With forecasts that Asia will be home to over half of the world’s population by 2020 and 1/3 of the world’s consumer spend, it is perhaps only natural to expect that eCommerce activity to the region is on a tear. And it is. Deal volume and funding activity to the region are up 31% and 56% year-over-year (YoY) respectively.
But while financing growth is high, the exit environment for Asian eCommerce companies has been flaccid. Yes – exit activity has grown but the majority of the exits are small (<$50 million) – clearly not venture-level exits. Based on their willingness to plow increasing amounts of money into Asia’s eCommerce sector, investors believe the tide will turn. Will it?
India has seen over 150 eCommerce deals since 2010 with 25 deals coming in 2013 already. Well-funded India-based companies include Amazon competitor Flipkart and eBay-backed Snapdeal.
…While China is the clear financing winner
Mega-deals to companies including 360buy.com and 55tuan.com saw Chinese eCommerce companies rake in $4.8B from investors since 2010.
Over 2/3 of Russia Deals Go to Apparel and Travel
Russia has seen 61 eCommerce deals since 2010 and 2/3 of the deals were to Apparel or Travel companies.
Investment spans a diverse array of sectors
Deal share is spread across everything from travel to apparel & accessories to food & grocery. As investors try to find each market’s Amazon, the multi-product category has seen an increase in deal activity.
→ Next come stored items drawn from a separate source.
//! # API Error Types
//!
//! Structured error type implementing `axum::response::IntoResponse`.
//! Maps merge failures to HTTP status codes through
//! [`prr_merge::MergeError::kind`], never through individual variants.
//! Internal error details are logged, not returned.
//!
//! A body that parses but fails validation answers 422 with the same
//! `BAD_REQUEST` code as a body that does not parse.

use axum::http::StatusCode;
use axum::response::{IntoResponse, Response};
use axum::Json;
use prr_merge::{CreateError, ErrorKind, MergeError, ReadTarget, WriteTarget};
use serde::{Deserialize, Serialize};
use thiserror::Error;
use utoipa::ToSchema;

/// Structured JSON error response body.
#[derive(Debug, Serialize, Deserialize, ToSchema)]
pub struct ErrorBody {
    pub error: ErrorDetail,
}

/// Inner error detail.
#[derive(Debug, Serialize, Deserialize, ToSchema)]
pub struct ErrorDetail {
    /// Machine-readable error code (e.g., "NOT_FOUND", "BAD_REQUEST").
    pub code: String,
    /// Human-readable error message.
    pub message: String,
}

/// Application-level error type that implements [`IntoResponse`] for Axum.
#[derive(Error, Debug)]
pub enum AppError {
    /// Resource not found (404).
    #[error("not found: {0}")]
    NotFound(String),

    /// Request validation failed (422).
    #[error("validation error: {0}")]
    Validation(String),

    /// Request body could not be parsed (400).
    #[error("bad request: {0}")]
    BadRequest(String),

    /// The pull request to create already exists (400).
    #[error("{0}")]
    AlreadyExists(String),

    /// Internal server error (500). Only `public` reaches the client.
    #[error("internal error: {detail}")]
    Internal {
        /// Message returned to the client.
        public: &'static str,
        /// Message written to the log.
        detail: String,
    },
}

const GENERIC_INTERNAL: &str = "An internal error occurred";

impl AppError {
    /// Internal error with the generic public message.
    pub fn internal(detail: impl Into<String>) -> Self {
        Self::Internal {
            public: GENERIC_INTERNAL,
            detail: detail.into(),
        }
    }

    /// Return the HTTP status code and machine-readable error code for this error.
    fn status_and_code(&self) -> (StatusCode, &'static str) {
        match self {
            Self::NotFound(_) => (StatusCode::NOT_FOUND, "NOT_FOUND"),
            Self::Validation(_) => (StatusCode::UNPROCESSABLE_ENTITY, "BAD_REQUEST"),
            Self::BadRequest(_) => (StatusCode::BAD_REQUEST, "BAD_REQUEST"),
            Self::AlreadyExists(_) => (StatusCode::BAD_REQUEST, "PR_EXISTS"),
            Self::Internal { .. } => (StatusCode::INTERNAL_SERVER_ERROR, "INTERNAL_ERROR"),
        }
    }
}

impl IntoResponse for AppError {
    fn into_response(self) -> Response {
        let (status, code) = self.status_and_code();

        let message = match &self {
            Self::Internal { public, .. } => {
                tracing::error!(error = %self, "internal server error");
                (*public).to_string()
            }
            other => other.to_string(),
        };

        let body = ErrorBody {
            error: ErrorDetail {
                code: code.to_string(),
                message,
            },
        };

        (status, Json(body)).into_response()
    }
}

/// Convert merge failures to API errors.
impl From<MergeError> for AppError {
    fn from(err: MergeError) -> Self {
        let public = match err.kind() {
            ErrorKind::NotFound => return Self::NotFound(err.to_string()),
            ErrorKind::ReadFailure(ReadTarget::PullRequest) => {
                "error occurred while getting pull request"
            }
            ErrorKind::ReadFailure(ReadTarget::Status) => "error occurred while getting pr status",
            ErrorKind::ReadFailure(ReadTarget::Reviewers) => {
                "error occurred while getting pr reviewers"
            }
            ErrorKind::WriteFailure(WriteTarget::Status) => "error occurred while setting pr status",
            ErrorKind::WriteFailure(WriteTarget::MergeTime) => {
                "error occurred while updating pr merge time"
            }
            ErrorKind::Unclassified => GENERIC_INTERNAL,
        };
        Self::Internal {
            public,
            detail: err.to_string(),
        }
    }
}

/// Convert creation failures to API errors.
impl From<CreateError> for AppError {
    fn from(err: CreateError) -> Self {
        let public = match &err {
            CreateError::AlreadyExists { .. } => {
                return Self::AlreadyExists("pull request already exists".to_string())
            }
            CreateError::GetPullRequest { .. } => {
                "error occurred while checking pull request existence"
            }
            CreateError::SaveStatus { .. } => "error occurred while setting PR status",
            CreateError::SavePullRequest { .. } => "error occurred while saving pull request in db",
            CreateError::AssignReviewer { .. } => "error occurred while assigning reviewers",
            CreateError::Transaction { .. } => GENERIC_INTERNAL,
        };
        Self::Internal {
            public,
            detail: err.to_string(),
        }
    }
}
The most consistently large area of investment across Asia has been to Apparel & Accessories which has consistently taken 1 of 4 deals. Large deals to the likes of Rocket Internet-backed Zalora and China-based Moonbasa are among the more well-funded Asia-based apparel focused e-tailers.
Tiger Global is region’s most active investor
Tiger Global Management is the most active investor in Asia’s eCommerce sector. The top 5 is rounded out by Accel Partners, Intel Capital, Sequoia Capital and IDG. Tiger is doing deals across Asia but a vast majority of their eCommerce investment activity is in India.
Uptick in exit activity in 2012; 2013 also strong
There were 29 exits of Asian eCommerce companies in 2012. And the momentum is continuing into 2013 with 14 exits year-to-date.
Indian eCommerce companies have been responsible for more than 4 of 10 exits over time and are almost 50% of exits in 2012 and 2013 to-date.
Despite all the excitement, exit valuations are humdrum
60% of Asia’s eCommerce exits with disclosed valuations have been for less than $50 million. The largest exits were to companies like China-based DangDang and VIPshop and India-based MakeMyTrip which all IPO’d. China-based LightInTheBox also went public last week.
While the LightInTheBox IPO – the first of a Chinese company in 2013 – performed well and VIPshop’s price has rebounded, will it be enough to reverse the tepid post-IPO performance of other Asian eCommerce companies?
The poor valuation outcomes for Asia eCommerce companies to-date coupled with the high degree of short interest in public Chinese companies (by firms like Muddy Waters) suggests that the sector overall may be exit-challenged for the time-being, and Chinese companies in particular face some significant headwinds.
If LightInTheBox’s post-IPO performance continues to stay strong and if Alibaba which is slated to IPO late this year fares well, this may portend good things for the Asian eCommerce industry.